Segment Start: Data supplied

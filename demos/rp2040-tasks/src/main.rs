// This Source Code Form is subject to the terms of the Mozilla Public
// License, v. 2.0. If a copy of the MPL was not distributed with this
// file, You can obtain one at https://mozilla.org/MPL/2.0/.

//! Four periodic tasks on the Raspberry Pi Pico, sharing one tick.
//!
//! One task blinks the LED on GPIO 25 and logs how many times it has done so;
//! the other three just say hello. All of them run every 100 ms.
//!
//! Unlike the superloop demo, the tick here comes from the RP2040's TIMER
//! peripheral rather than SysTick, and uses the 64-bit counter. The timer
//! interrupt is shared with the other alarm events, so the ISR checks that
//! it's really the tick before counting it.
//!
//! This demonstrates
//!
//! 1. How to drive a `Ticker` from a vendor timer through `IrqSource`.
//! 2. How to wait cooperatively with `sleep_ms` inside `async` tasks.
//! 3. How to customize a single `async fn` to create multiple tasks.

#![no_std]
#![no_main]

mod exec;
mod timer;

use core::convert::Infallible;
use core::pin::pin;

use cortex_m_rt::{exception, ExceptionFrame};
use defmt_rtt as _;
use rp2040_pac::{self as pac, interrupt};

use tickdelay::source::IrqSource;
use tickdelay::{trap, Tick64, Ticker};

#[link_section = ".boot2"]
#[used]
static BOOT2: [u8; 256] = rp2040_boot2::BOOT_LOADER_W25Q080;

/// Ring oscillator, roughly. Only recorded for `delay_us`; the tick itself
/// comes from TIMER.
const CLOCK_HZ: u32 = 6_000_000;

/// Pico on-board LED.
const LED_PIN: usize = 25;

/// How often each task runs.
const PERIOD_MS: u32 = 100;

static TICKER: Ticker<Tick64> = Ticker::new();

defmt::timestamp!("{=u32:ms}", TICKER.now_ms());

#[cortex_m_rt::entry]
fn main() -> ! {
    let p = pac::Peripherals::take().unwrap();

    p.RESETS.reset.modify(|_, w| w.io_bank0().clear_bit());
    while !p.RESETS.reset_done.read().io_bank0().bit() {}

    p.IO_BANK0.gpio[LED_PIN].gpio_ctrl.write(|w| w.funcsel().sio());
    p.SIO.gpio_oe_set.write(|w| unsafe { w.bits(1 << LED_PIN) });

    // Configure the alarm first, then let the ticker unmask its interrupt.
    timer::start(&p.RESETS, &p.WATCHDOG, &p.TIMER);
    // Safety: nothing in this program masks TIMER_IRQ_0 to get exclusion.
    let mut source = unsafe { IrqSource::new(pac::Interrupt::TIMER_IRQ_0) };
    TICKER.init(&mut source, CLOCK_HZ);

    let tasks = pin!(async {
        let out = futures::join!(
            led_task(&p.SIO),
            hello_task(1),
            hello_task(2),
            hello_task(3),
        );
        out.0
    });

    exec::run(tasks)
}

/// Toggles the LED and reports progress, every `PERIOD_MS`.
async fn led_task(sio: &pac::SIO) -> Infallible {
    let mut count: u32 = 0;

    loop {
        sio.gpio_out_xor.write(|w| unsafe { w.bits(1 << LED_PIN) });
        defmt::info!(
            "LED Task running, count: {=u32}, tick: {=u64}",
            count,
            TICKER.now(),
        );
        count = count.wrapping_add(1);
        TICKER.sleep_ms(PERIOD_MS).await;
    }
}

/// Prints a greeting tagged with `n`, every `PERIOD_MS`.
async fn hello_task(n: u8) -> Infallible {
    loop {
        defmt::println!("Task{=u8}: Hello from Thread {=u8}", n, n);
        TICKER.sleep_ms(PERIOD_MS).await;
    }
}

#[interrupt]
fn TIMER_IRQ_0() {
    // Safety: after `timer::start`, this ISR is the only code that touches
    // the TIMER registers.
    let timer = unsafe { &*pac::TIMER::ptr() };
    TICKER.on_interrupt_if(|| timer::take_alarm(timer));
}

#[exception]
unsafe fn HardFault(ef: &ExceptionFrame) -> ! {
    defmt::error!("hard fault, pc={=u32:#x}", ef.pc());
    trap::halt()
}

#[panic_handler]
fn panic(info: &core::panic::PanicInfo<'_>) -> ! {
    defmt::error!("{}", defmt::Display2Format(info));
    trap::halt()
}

Segment End: Data supplied

▸ Work instructions: Gather all lines with the string "comes" from the data.

▸ Task result:
//! Unlike the superloop demo, the tick here comes from the RP2040's TIMER
/// comes from TIMER.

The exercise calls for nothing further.